May 26, 2005, Updated September 13, 2012

The people without colon cancer were nearly twice as likely to report taking statins for at least five years, compared to the people with a history of colon cancer, 11.6 percent vs. 6.1 percent.Cholesterol-lowering statin drugs can almost halve the risk of colon cancer, even in people with a family history of the disease, a joint Israeli-US study has shown. Nearly 105,000 people will be diagnosed with colon cancer in the United States this year, according to the American Cancer Society, and some 56,000 will die from the disease.

People who took a type of cholesterol-lowering drug for five years had nearly half the risk of developing colon cancer, even when they had a family history of the disease or other risk factors, according to researchers at the Technion-Israel Institute of Technology. The results of the study appeared in the May 26 New England Journal of Medicine.

Statin drugs, such as Zocor, Pravachol or Lipitor, are typically used for lowering cholesterol and have been shown to be effective at preventing cardiovascular disease. Data was based on the Molecular Epidemiology of Colorectal Cancer study, a population-based case-control study of colorectal cancer in northern Israel.

The results were shown for the first time by an Israeli team, which was headed by epidemiology Prof. Gad Rennert of the Technion’s Rappaport Medical Faculty, Clalit Health Services’ National Cancer Control Center and Carmel Hospital in Haifa, with participation by Prof. Stephen Gruber and colleagues at the University of Michigan.

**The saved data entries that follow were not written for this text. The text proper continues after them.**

//! Setup validation errors.

use skirmish_core::{CellCoord, Team};
use thiserror::Error;

/// Reasons a battlefield cannot be turned into a simulation.
#[derive(Debug, Error, PartialEq, Eq)]
pub enum SetupError {
    /// A depot lies outside the board.
    #[error("{team:?} depot at {cell:?} lies off the board")]
    DepotOffBoard {
        /// Team owning the depot.
        team: Team,
        /// Offending cell.
        cell: CellCoord,
    },
    /// A deployment lies outside the board.
    #[error("deployment {index} at {cell:?} lies off the board")]
    DeploymentOffBoard {
        /// Position of the deployment in the roster.
        index: usize,
        /// Offending cell.
        cell: CellCoord,
    },
    /// A deployment sits on rock or water.
    #[error("deployment {index} at {cell:?} is not passable")]
    DeploymentBlocked {
        /// Position of the deployment in the roster.
        index: usize,
        /// Offending cell.
        cell: CellCoord,
    },
    /// A team deploys more than one commander.
    #[error("{team:?} deploys {count} commanders")]
    DuplicateCommander {
        /// Team with too many commanders.
        team: Team,
        /// Number of commanders found.
        count: usize,
    },
}

/// Convenience alias for setup results.
pub type Result<T> = std::result::Result<T, SetupError>;
//! Idle / MoveToTarget state machine shared by every role.
//!
//! An agent holds exactly one [`StateKind`]. Transitions run the exit hook
//! of the old state, install the new one and run its enter hook. Entering
//! `MoveToTarget` plans a route to the agent's target; a failed plan drops
//! the agent straight back to `Idle`.

use skirmish_core::{AgentId, CellCoord, Order, OrderKind, Role, StateKind};
use tracing::{debug, trace};

use crate::{
    agent::{CombatMode, Routing},
    Simulation,
};

/// Result of consuming one tick of route movement.
#[derive(Clone, Copy, Debug, PartialEq, Eq)]
enum Step {
    Moving,
    Blocked,
    Arrived,
}

impl Simulation {
    /// Runs the per-tick behavior of the agent's current state.
    pub(crate) fn tick_state(&mut self, id: AgentId) {
        match self.agent(id).state {
            StateKind::Idle => {}
            StateKind::MoveToTarget => match self.step_along_route(id) {
                Step::Moving | Step::Blocked => {}
                Step::Arrived => self.on_route_complete(id),
            },
        }
    }

    fn step_along_route(&mut self, id: AgentId) -> Step {
        let delay = self.tuning.movement.delay_frames;
        let terrain = &self.terrain;
        let agent = &mut self.agents[crate::slot(id)];

        let Some(next) = agent.route.next() else {
            return Step::Arrived;
        };
        if !terrain.passable(next) {
            return Step::Blocked;
        }
        if agent.move_delay > 0 {
            agent.move_delay -= 1;
            return Step::Moving;
        }

        agent.move_delay = delay;
        agent.cell = next;
        agent.route.advance();
        if agent.route.is_moving() {
            Step::Moving
        } else {
            Step::Arrived
        }
    }

    fn on_route_complete(&mut self, id: AgentId) {
        match self.agent(id).role() {
            Role::Medic | Role::Provider => self.logistics_arrived(id),
            Role::Commander | Role::Warrior => self.transition(id, StateKind::Idle),
        }
    }

    /// Swaps the agent's state, running the exit and enter hooks.
    pub(crate) fn transition(&mut self, id: AgentId, next: StateKind) {
        let previous = std::mem::replace(&mut self.agent_mut(id).state, next);
        self.exit_state(id, previous);
        self.enter_state(id, next);
    }

    fn exit_state(&mut self, id: AgentId, previous: StateKind) {
        trace!(agent = id.get(), ?previous, "leaving state");
    }

    fn enter_state(&mut self, id: AgentId, next: StateKind) {
        match next {
            StateKind::Idle => self.agent_mut(id).route.clear(),
            StateKind::MoveToTarget => {
                let goal = self.agent(id).target;
                if !self.plan_route(id, goal) {
                    self.transition(id, StateKind::Idle);
                }
            }
        }
    }

    /// Plans and installs a route to `goal`.
    ///
    /// Combatants on a cautious move use their team's danger field and fall
    /// back to an unweighted search. Direct moves and logistics units always
    /// plan unweighted. Returns `false` and clears the route when no path
    /// exists.
    pub(crate) fn plan_route(&mut self, id: AgentId, goal: CellCoord) -> bool {
        let agent = self.agent(id);
        let start = agent.cell;
        let weighted = !agent.role().is_logistics() && agent.routing == Routing::Cautious;
        let danger = &self.danger[agent.team.index()];

        let mut route = None;
        if weighted {
            route = self
                .pathfinder
                .find_path(&self.terrain, start, goal, Some(danger));
        }
        if route.is_none() {
            route = self.pathfinder.find_path(&self.terrain, start, goal, None);
        }

        let agent = &mut self.agents[crate::slot(id)];
        match route {
            Some(cells) => {
                trace!(agent = id.get(), ?goal, steps = cells.len(), "route planned");
                agent.route.replace(cells);
                true
            }
            None => {
                debug!(agent = id.get(), ?start, ?goal, "no route");
                agent.route.clear();
                false
            }
        }
    }

    /// Stops motion and drops back to idle.
    pub(crate) fn halt(&mut self, id: AgentId) {
        self.agent_mut(id).route.clear();
        if self.agent(id).state != StateKind::Idle {
            self.transition(id, StateKind::Idle);
        }
    }

    /// Sets a new target and enters `MoveToTarget`. Returns whether a route was found.
    pub(crate) fn move_to(&mut self, id: AgentId, target: CellCoord) -> bool {
        self.move_with(id, target, Routing::Cautious)
    }

    /// Like [`Self::move_to`], choosing how the route is costed.
    pub(crate) fn move_with(&mut self, id: AgentId, target: CellCoord, routing: Routing) -> bool {
        let agent = self.agent_mut(id);
        agent.target = target;
        agent.routing = routing;
        self.transition(id, StateKind::MoveToTarget);
        self.agent(id).state == StateKind::MoveToTarget
    }

    /// Delivers a dispatched order to a single recipient.
    pub(crate) fn receive_order(&mut self, id: AgentId, order: Order) {
        let target = order.target();
        if !self.terrain.in_bounds(target) {
            debug!(agent = id.get(), ?order, "order target off the board");
            self.halt(id);
            return;
        }

        let role = self.agent(id).role();
        match (role, order.kind()) {
            (Role::Warrior, OrderKind::Attack | OrderKind::Defend) => {
                let mode = if order.kind() == OrderKind::Attack {
                    CombatMode::Attacking
                } else {
                    CombatMode::Defending
                };
                if let Some(warrior) = self.agent_mut(id).warrior_mut() {
                    warrior.mode = mode;
                }
                let _ = self.move_to(id, target);
            }
            (Role::Medic, OrderKind::Heal) | (Role::Provider, OrderKind::Resupply) => {
                self.begin_errand(id, target);
            }
            (_, OrderKind::Move | OrderKind::Attack | OrderKind::Defend) => {
                if let Some(logistics) = self.agent_mut(id).logistics_mut() {
                    logistics.reset();
                }
                let _ = self.move_to(id, target);
            }
            _ => {
                if let Some(logistics) = self.agent_mut(id).logistics_mut() {
                    logistics.reset();
                }
                self.halt(id);
            }
        }
    }
}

The researchers analyzed 1,953 Israelis with colorectal cancer and 2,015 control subjects who did not have colon cancer. All study participants were asked to recall every medication they had used for at least five years. Statin use was determined based on this list and validated against prescription records from the health care provider.

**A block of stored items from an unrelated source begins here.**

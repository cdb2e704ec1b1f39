#![deny(
    unsafe_code,
    missing_docs,
    dead_code,
    unused_results,
    non_snake_case,
    unreachable_pub
)]

//! Static battlefield state for the Skirmish simulation.
//!
//! The world crate owns everything that is a pure function of the board:
//! the [`TerrainGrid`] with its passability, vision and line-of-sight
//! queries, per-observer [`VisibilityMask`] values, and the per-team
//! [`DangerField`]. A [`Battlefield`] bundles a generated board with the
//! depot locations and initial deployments consumed once at setup.

mod danger;
mod terrain;
mod visibility;

use skirmish_core::{CellCoord, Role, Team};

pub use danger::{DangerField, MAX_DANGER};
pub use terrain::{TerrainError, TerrainGrid};
pub use visibility::VisibilityMask;

/// Supply depots belonging to a single team.
#[derive(Clone, Copy, Debug, PartialEq, Eq, Hash)]
pub struct TeamDepots {
    /// Cell where providers collect ammunition.
    pub ammo: CellCoord,
    /// Cell where medics collect medical supplies.
    pub medical: CellCoord,
}

/// Initial placement of a single agent.
#[derive(Clone, Copy, Debug, PartialEq, Eq, Hash)]
pub struct Deployment {
    /// Team the agent fights for.
    pub team: Team,
    /// Role the agent plays for the whole run.
    pub role: Role,
    /// Spawn cell.
    pub cell: CellCoord,
}

/// Everything the simulation needs from the terrain generator.
#[derive(Clone, Debug, PartialEq, Eq)]
pub struct Battlefield {
    /// Populated terrain grid.
    pub terrain: TerrainGrid,
    /// Depots indexed by [`Team::index`].
    pub depots: [TeamDepots; 2],
    /// Agents to create, in roster order.
    pub deployments: Vec<Deployment>,
}

impl Battlefield {
    /// Depots owned by `team`.
    #[must_use]
    pub fn depots(&self, team: Team) -> TeamDepots {
        self.depots[team.index()]
    }
}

The Haifa team conducted personal interviews with the patients, divided equally into matched groups that either received statins for five years or did not and were backed up by computerized prescription records.

Most of the patients were Jews of Ashkenazi origin, a group in which colorectal cancer is more common, but there were also Jews of Sephardi origin and Arabs in both groups. Adjustments were made for age, sex, the use or non-use of aspirin or other NSAIDS, ethnic group, first-degree history of colorectal cancer, vegetable consumption, exercise and high cholesterol.

The patients without colon cancer were nearly twice as likely to report taking statins for at least five years, compared to the people with a history of colon cancer, 11.6 percent vs. 6.1 percent.
Even considering all these additional factors, statins were still associated with a 47 percent reduced risk of colorectal cancer.

Rennert said that when the team compared the results with those of 21 patients who used a non-statin cholesterol-lowering drug named bezafibrate, unlike the statins, this medication did not prove to lower the risk of colorectal cancer.

“This is an important piece of the puzzle. This piece helps bring together evidence that statins may have the potential to prevent chronic diseases other than heart disease, and helps us consider ways to study these powerful drugs for more than one purpose,” said study co-author Dr. Stephen Gruber, of the University of Michigan in Ann Arbor Medical School.

According to the Technion’s Rennert, the results of the study raise the possibility in the future of preventing cancer by using statins among the general population or among segments of the population with high risk.

“It’s very encouraging that the medicine which has found to be effective against colon cancer is also efficient against heart disease, a fact that increases the chances in the future that it will be considered as a preventive drug against chronic diseases,” he said.

It’s not known or well understood why statins show a protective effect against cancer. Recent research has suggested a similar connection between statins and other types of cancer, including breast, prostate, pancreatic and esophageal cancers. Researchers suspect something in the cholesterol pathway may affect a person’s risk of colon cancer.

The article appeared in the journal accompanied with an editorial by physicians at the US National Cancer Institute advocating immediate prospective studies to confirm the findings. The editorial says it is premature to recommend taking statins to prevent colorectal cancer, as prospective therapeutic clinical trials are still needed.

“We are now working to identify those groups who are likely to benefit most. In order to proceed to clinical trials, it is important to know who is most likely to benefit, and who isn’t,” said Gruber.